Panel on "African studies: scholars and programs" European Conference on African Studies (ECAS5)

Ana Lúcia Sá (Centre of African Studies - ISCTE- Lisbon University Institute), Elisio Macamo (University of Basel) & 
Eduardo Costa Dias (ISCTE- Lisbon University Institute)  is assembling a panel, entitled “African studies: scholars and programs” for the upcoming 5th European Conference on African Studies (Lisbon, June 27-29, 2013) and is interested in additional presenters. His panel description follows: ECAS 5: African dynamics in a multipolar worldJune 27-29 2013 ECAS 5 LisbonPanel 071: African studies: scholars and programs http://www.nomadit.co.uk/ecas/ecas2013/panels.php5?PanelID=2041
The panel examines the epistemological and methodological assumptions of the African Studies, by identifying its current academic tendencies, questioning the scientific production and the extent to which “non-African” and “African” are valid categories in the African Studies.

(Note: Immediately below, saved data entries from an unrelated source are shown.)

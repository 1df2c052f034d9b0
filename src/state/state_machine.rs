use std::sync::Arc;

use indexmap::IndexMap;
use thiserror::Error;
use tracing::debug;

use crate::state::{
    game::{Board, Game, Player},
    grid::{Cell, Grid},
};

/// Stage of the per-round turn loop.
#[derive(Debug, Clone, Copy, PartialEq, Eq)]
pub enum Phase {
    /// Round preview; waiting for the round to be started.
    Preview,
    /// The player with board control picks the next clue.
    AwaitingClueChoice,
    /// A clue is being read and answered.
    ActiveClue(Cell),
}

/// Inputs accepted by [`reduce`].
#[derive(Debug, Clone, PartialEq, Eq)]
pub enum Action {
    /// Open the clue at the given cell.
    ClickClue(Cell),
    /// Close the active clue, marking it answered.
    AnswerClue,
    /// A player joined the room.
    PlayerJoin(Player),
    /// A player picked a new display name.
    PlayerChangeName(Player),
    /// Leave the preview of the given round.
    StartRound(usize),
}

/// Contract violations detected while reducing an action.
#[derive(Debug, Clone, PartialEq, Eq, Error)]
pub enum ReduceError {
    /// `AnswerClue` arrived while no clue was active.
    #[error("cannot answer a clue while no clue is active (phase {phase:?})")]
    NoActiveClue {
        /// Phase the state was in when the action arrived.
        phase: Phase,
    },
}

/// Replicated game state. Only [`reduce`] produces new values.
#[derive(Debug, Clone, PartialEq)]
pub struct State {
    game: Arc<Game>,
    phase: Phase,
    round: usize,
    answered: Grid<bool>,
    num_answered: usize,
    num_clues_in_round: usize,
    board_control: Option<String>,
    /// Keyed by user id. Iteration follows arrival order on this replica,
    /// which is presentation-only: equality compares the entries, not their
    /// order.
    players: IndexMap<String, Player>,
}

impl State {
    /// Fresh state positioned on the preview of round 0.
    pub fn new(game: Arc<Game>) -> Self {
        let answered = Grid::for_board(game.board(0), false);
        let num_clues_in_round = game.board(0).map(Board::clue_count).unwrap_or(0);
        Self {
            game,
            phase: Phase::Preview,
            round: 0,
            answered,
            num_answered: 0,
            num_clues_in_round,
            board_control: None,
            players: IndexMap::new(),
        }
    }

    /// Game reference data this state is played against.
    pub fn game(&self) -> &Arc<Game> {
        &self.game
    }

    /// Current phase.
    pub fn phase(&self) -> Phase {
        self.phase
    }

    /// Index of the current round; may point past the last board once the game is over.
    pub fn round(&self) -> usize {
        self.round
    }

    /// Answered flags for the current round.
    pub fn answered(&self) -> &Grid<bool> {
        &self.answered
    }

    /// Whether the clue at `(row, col)` was answered this round.
    ///
    /// Out-of-bounds addresses report `false`.
    pub fn is_answered(&self, row: usize, col: usize) -> bool {
        self.answered.get(row, col).copied().unwrap_or(false)
    }

    /// Number of clues answered this round.
    pub fn num_answered(&self) -> usize {
        self.num_answered
    }

    /// Number of clues on the current round's board.
    pub fn num_clues_in_round(&self) -> usize {
        self.num_clues_in_round
    }

    /// Clue currently being read, if any.
    pub fn active_clue(&self) -> Option<Cell> {
        match self.phase {
            Phase::ActiveClue(cell) => Some(cell),
            _ => None,
        }
    }

    /// Player allowed to choose the next clue.
    pub fn board_control(&self) -> Option<&str> {
        self.board_control.as_deref()
    }

    /// Players in the order this replica first saw them.
    ///
    /// Replicas folding the same backlog agree on it; replicas that saw live
    /// events interleave differently may not.
    pub fn players(&self) -> &IndexMap<String, Player> {
        &self.players
    }

    /// Whether `cell` can be opened right now: the board is waiting for a
    /// choice and the cell exists and is unanswered.
    pub fn can_open(&self, cell: Cell) -> bool {
        self.phase == Phase::AwaitingClueChoice && self.answered.at(cell) == Some(&false)
    }

    fn enter_round(&self, round: usize) -> Self {
        let board = self.game.board(round);
        Self {
            game: Arc::clone(&self.game),
            phase: Phase::Preview,
            round,
            answered: Grid::for_board(board, false),
            num_answered: 0,
            num_clues_in_round: board.map(Board::clue_count).unwrap_or(0),
            board_control: self.board_control.clone(),
            players: self.players.clone(),
        }
    }
}

/// Apply `action` to `state`, returning the next state.
///
/// Never mutates `state`. Benign races (stale rounds, already answered or
/// unknown cells, clicks outside the choice phase) return an unchanged copy.
pub fn reduce(state: &State, action: Action) -> Result<State, ReduceError> {
    let next = match action {
        Action::StartRound(round) => {
            if state.phase == Phase::Preview && round == state.round {
                State {
                    phase: Phase::AwaitingClueChoice,
                    ..state.clone()
                }
            } else {
                debug!(
                    round,
                    current = state.round,
                    phase = ?state.phase,
                    "ignoring stale round start"
                );
                state.clone()
            }
        }
        Action::ClickClue(cell) => {
            if state.can_open(cell) {
                State {
                    phase: Phase::ActiveClue(cell),
                    ..state.clone()
                }
            } else {
                debug!(?cell, phase = ?state.phase, "ignoring clue click");
                state.clone()
            }
        }
        Action::AnswerClue => {
            let Phase::ActiveClue(cell) = state.phase else {
                return Err(ReduceError::NoActiveClue { phase: state.phase });
            };
            answer(state, cell)
        }
        Action::PlayerJoin(player) => {
            let mut next = state.clone();
            if next.players.is_empty() {
                next.board_control = Some(player.user_id.clone());
            }
            next.players.insert(player.user_id.clone(), player);
            next
        }
        Action::PlayerChangeName(player) => {
            let mut next = state.clone();
            next.players.insert(player.user_id.clone(), player);
            next
        }
    };

    Ok(next)
}

fn answer(state: &State, cell: Cell) -> State {
    // The active cell was admitted by `can_open`, so it is in bounds.
    let answered = state
        .answered
        .set(cell.row, cell.col, true)
        .unwrap_or_else(|| state.answered.clone());
    let num_answered = state.num_answered + 1;

    if num_answered >= state.num_clues_in_round {
        return state.enter_round(state.round + 1);
    }

    State {
        phase: Phase::AwaitingClueChoice,
        answered,
        num_answered,
        ..state.clone()
    }
}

Based on the idea that the understanding of the purposes of the African Studies is shaped and conditioned by the enunciation spaces from which the African realities became understandable, the panel examines the epistemological and methodological assumptions of this area of studies. The main objective of the panel is to identify the current academic tendencies in confrontation that have been developing in several contexts. In this perspective, the panel aims to shed a light onto existing debates, within the interdisciplinary space of the African Studies, about changes and proposals coming from the African societies, considering idiosyncratic models of analysis. It also aims to question the scientific production of the African Studies built from geopolitical frameworks of knowledge and the extent to which “non-African” and “African” are valid categories in the African Studies. This discussion, central to this panel, opens the debate about the supposedly universal suitability of the epistemological and methodological assumptions that ground the African Studies, interrogating if is always in relation to these categories that each researcher stands. It also extends the discussion to the legitimacy of essentialist and primordialist positions and questions the conditions in which it is possible to produce authoritative knowledge about African realities.